*Exercise*: Would you please copy each line of the data in which the string "Whether" occurs?

Records drawn from a dataset:
::::::

//! Minimal selector matching.
//!
//! Supports comma-separated lists of compound selectors built from a tag (or
//! `*`), `.class`, `#id`, `[attr]` and `[attr=value]`. Combinators are not
//! supported and make the whole selector unparseable.

use smol_str::SmolStr;

use super::{Dom, NodeId};

#[derive(Clone, Debug, Default, PartialEq, Eq)]
struct Compound {
    tag: Option<SmolStr>,
    id: Option<SmolStr>,
    classes: Vec<SmolStr>,
    attrs: Vec<(SmolStr, Option<String>)>,
}

impl Compound {
    fn matches(&self, dom: &Dom, node: NodeId) -> bool {
        let Some(name) = dom.name(node) else {
            return false;
        };
        if self.tag.as_deref().is_some_and(|tag| tag != name) {
            return false;
        }
        if let Some(id) = &self.id
            && dom.attr(node, "id") != Some(id.as_str())
        {
            return false;
        }
        if !self.classes.iter().all(|class| dom.has_class(node, class)) {
            return false;
        }
        self.attrs.iter().all(|(attr, value)| match value {
            Some(value) => dom.attr(node, attr) == Some(value.as_str()),
            None => dom.has_attr(node, attr),
        })
    }
}

/// A parsed selector list.
#[derive(Clone, Debug, PartialEq, Eq)]
pub struct Selector {
    alternatives: Vec<Compound>,
}

impl Selector {
    pub fn parse(input: &str) -> Option<Self> {
        let alternatives = input
            .split(',')
            .map(|part| parse_compound(part.trim()))
            .collect::<Option<Vec<_>>>()?;
        Some(Self { alternatives })
    }

    pub fn matches(&self, dom: &Dom, node: NodeId) -> bool {
        self.alternatives.iter().any(|c| c.matches(dom, node))
    }
}

fn is_ident_char(c: char) -> bool {
    c.is_alphanumeric() || c == '-' || c == '_'
}

fn take_ident(input: &str) -> (&str, &str) {
    let end = input
        .char_indices()
        .find(|(_, c)| !is_ident_char(*c))
        .map(|(i, _)| i)
        .unwrap_or(input.len());
    input.split_at(end)
}

fn parse_compound(input: &str) -> Option<Compound> {
    if input.is_empty() {
        return None;
    }
    let mut compound = Compound::default();
    let mut rest = input;

    if let Some(after) = rest.strip_prefix('*') {
        rest = after;
    } else {
        let (tag, after) = take_ident(rest);
        if !tag.is_empty() {
            compound.tag = Some(SmolStr::new(tag.to_ascii_lowercase()));
            rest = after;
        }
    }

    while !rest.is_empty() {
        if let Some(after) = rest.strip_prefix('.') {
            let (class, after) = take_ident(after);
            if class.is_empty() {
                return None;
            }
            compound.classes.push(SmolStr::new(class));
            rest = after;
        } else if let Some(after) = rest.strip_prefix('#') {
            let (id, after) = take_ident(after);
            if id.is_empty() {
                return None;
            }
            compound.id = Some(SmolStr::new(id));
            rest = after;
        } else if let Some(after) = rest.strip_prefix('[') {
            let close = after.find(']')?;
            let inner = after[..close].trim();
            rest = &after[close + 1..];
            let (name, value) = match inner.split_once('=') {
                Some((name, value)) => {
                    let value = value.trim();
                    let value = value
                        .strip_prefix('"')
                        .and_then(|v| v.strip_suffix('"'))
                        .or_else(|| value.strip_prefix('\'').and_then(|v| v.strip_suffix('\'')))
                        .unwrap_or(value);
                    (name.trim(), Some(value.to_string()))
                }
                None => (inner, None),
            };
            if name.is_empty() || !name.chars().all(is_ident_char) {
                return None;
            }
            compound.attrs.push((SmolStr::new(name.to_ascii_lowercase()), value));
        } else {
            // Combinators, pseudo-classes and anything else.
            return None;
        }
    }
    Some(compound)
}
/// Core trait for editor documents.
///
/// Required methods expose state; provided methods implement the structural
/// edits the card registry needs on top of it.
pub trait EditorDocument {
    // === Required: DOM access ===

    fn dom(&self) -> &Dom;

    fn dom_mut(&mut self) -> &mut Dom;

    /// The editable root element.
    fn container(&self) -> NodeId;

    fn schema(&self) -> &Schema;

    // === Required: engine state ===

    /// Whether this is an interactive engine rather than a read-only view.
    ///
    /// Card interaction operations are no-ops on views.
    fn is_engine(&self) -> bool;

    fn readonly(&self) -> bool;

    fn set_readonly(&mut self, readonly: bool);

    // === Required: selection ===

    /// The current selection, if the editor has one.
    fn range(&self) -> Option<DomRange>;

    /// Make `range` the current selection.
    fn select_range(&mut self, range: DomRange);

    // === Required: notifications ===

    fn notify(&mut self, event: EditorEvent);

    /// Bring `node` into view. Hosts without scrolling ignore this.
    fn scroll_into_view(&mut self, _node: NodeId) {}

    // === Provided: queries ===

    /// The current selection if it lies inside the container, otherwise a
    /// caret at the end of the container.
    fn safe_range(&self) -> DomRange {
        let dom = self.dom();
        let container = self.container();
        match self.range() {
            Some(range)
                if dom.contains(container, range.start.node)
                    && dom.contains(container, range.end.node) =>
            {
                range
            }
            _ => DomRange::collapsed_at(DomPoint::new(container, dom.children(container).len())),
        }
    }

    /// Whether `node` is a block: a block card root, or an element the
    /// schema classifies as a block.
    fn is_block(&self, node: NodeId) -> bool {
        let dom = self.dom();
        if !dom.is_element(node) {
            return false;
        }
        if dom.has_attr(node, CARD_KEY) {
            return dom.attr(node, CARD_TYPE_KEY).and_then(CardType::parse) == Some(CardType::Block);
        }
        self.schema().get_type(dom, node, None) == Some(SchemaType::Block)
    }

    /// Nearest block at or above `node`, inside the container.
    fn closest_block(&self, node: NodeId) -> Option<NodeId> {
        let dom = self.dom();
        let container = self.container();
        dom.closest(node, |n| n == container || self.is_block(n))
            .filter(|n| *n != container && dom.contains(container, *n))
    }

    /// Whether `node` has no visible content. Caret anchors, whitespace and
    /// `br` do not count; media, rules and cards do.
    fn is_empty_node(&self, node: NodeId) -> bool {
        let dom = self.dom();
        match dom.data(node) {
            NodeData::Text(text) => text
                .chars()
                .all(|c| c == ZERO_WIDTH_SPACE || c.is_whitespace()),
            NodeData::Comment(_) => true,
            NodeData::Element(el) => {
                if CONTENT_VOIDS.contains(&el.name.as_str()) || dom.has_attr(node, CARD_KEY) {
                    return false;
                }
                dom.children(node).iter().all(|child| self.is_empty_node(*child))
            }
            NodeData::Document => dom.children(node).iter().all(|child| self.is_empty_node(*child)),
        }
    }

    // === Provided: structural edits ===

    /// Remove the selected content and collapse `range` onto its start.
    ///
    /// Partially selected nodes are split; nodes wholly inside are detached.
    /// Blocks on either side are not merged.
    fn delete_content(&mut self, range: &mut DomRange) {
        if range.is_collapsed() {
            return;
        }
        let dom = self.dom_mut();
        let DomRange { mut start, mut end } = *range;

        if start.node == end.node && dom.is_text(start.node) {
            if let Some(text) = dom.text(start.node) {
                let kept: String = text
                    .chars()
                    .enumerate()
                    .filter(|(i, _)| *i < start.offset || *i >= end.offset)
                    .map(|(_, c)| c)
                    .collect();
                dom.set_text(start.node, kept);
            }
            range.collapse(true);
            return;
        }

        if dom.is_text(start.node)
            && let (Some(parent), Some(index)) = (dom.parent(start.node), dom.index_of(start.node))
        {
            let split = start.offset > 0 && dom.split_text(start.node, start.offset).is_some();
            let new_index = if start.offset == 0 { index } else { index + 1 };
            if split && end.node == parent && end.offset > index {
                end.offset += 1;
            }
            start = DomPoint::new(parent, new_index);
        }
        if dom.is_text(end.node)
            && let (Some(parent), Some(index)) = (dom.parent(end.node), dom.index_of(end.node))
        {
            let new_index = if end.offset == 0 { index } else { index + 1 };
            dom.split_text(end.node, end.offset);
            end = DomPoint::new(parent, new_index);
        }

        let bounded = DomRange::new(start, end);
        let Some(ancestor) = bounded.common_ancestor(dom) else {
            return;
        };
        let doomed: Vec<NodeId> = dom
            .descendants(ancestor)
            .into_iter()
            .filter(|node| bounded.contains_node(dom, *node))
            .collect();
        for node in &doomed {
            let parent_doomed = dom.parent(*node).is_some_and(|p| doomed.contains(&p));
            if !parent_doomed {
                dom.detach(*node);
            }
        }
        *range = DomRange::collapsed_at(start);
    }

    /// Insert an inline node at the start of `range`, leaving a caret after it.
    fn insert_inline(&mut self, node: NodeId, range: &mut DomRange) {
        self.delete_content(range);
        let dom = self.dom_mut();
        let point = range.start;
        if dom.is_text(point.node) {
            let (Some(parent), Some(index)) = (dom.parent(point.node), dom.index_of(point.node))
            else {
                return;
            };
            if point.offset == 0 {
                dom.insert_child(parent, index, node);
            } else {
                dom.split_text(point.node, point.offset);
                dom.insert_child(parent, index + 1, node);
            }
        } else {
            dom.insert_child(point.node, point.offset, node);
        }
        if let Some(after) = DomPoint::after(dom, node) {
            *range = DomRange::collapsed_at(after);
        }
    }

    /// Insert a block node at the start of `range`.
    ///
    /// The enclosing block, widened by `resolve`, is split at the caret and
    /// the node goes between the halves; halves left empty are removed. With
    /// no enclosing block the top-level child holding the caret is split
    /// instead. The range ends up collapsed after the node.
    fn insert_block(
        &mut self,
        node: NodeId,
        range: &mut DomRange,
        resolve: impl Fn(&Self, NodeId) -> NodeId,
    ) where
        Self: Sized,
    {
        self.delete_content(range);
        let container = self.container();
        let point = range.start;

        let target = match self.closest_block(point.node) {
            Some(block) => Some(resolve(self, block)),
            None if point.node == container => None,
            None => {
                let dom = self.dom();
                dom.closest(point.node, |n| dom.parent(n) == Some(container))
            }
        };

        match target {
            Some(target) => {
                let right = self.dom_mut().split_at(target, point.node, point.offset);
                self.dom_mut().insert_after(target, node);
                if let Some(right) = right
                    && self.is_empty_node(right)
                {
                    self.dom_mut().detach(right);
                }
                if self.is_empty_node(target) {
                    self.dom_mut().detach(target);
                }
            }
            None if self.dom().contains(container, point.node) => {
                self.dom_mut().insert_child(point.node, point.offset, node);
            }
            None => {
                self.dom_mut().append_child(container, node);
            }
        }

        if let Some(after) = DomPoint::after(self.dom(), node) {
            *range = DomRange::collapsed_at(after);
        }
    }

    /// Replace a block with its children.
    fn unwrap_block(&mut self, node: NodeId) {
        self.dom_mut().unwrap(node);
    }
}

::::::

*Problem solution*:
    /// Whether this is an interactive engine rather than a read-only view.
    /// Whether `node` is a block: a block card root, or an element the
    /// Whether `node` has no visible content. Caret anchors, whitespace and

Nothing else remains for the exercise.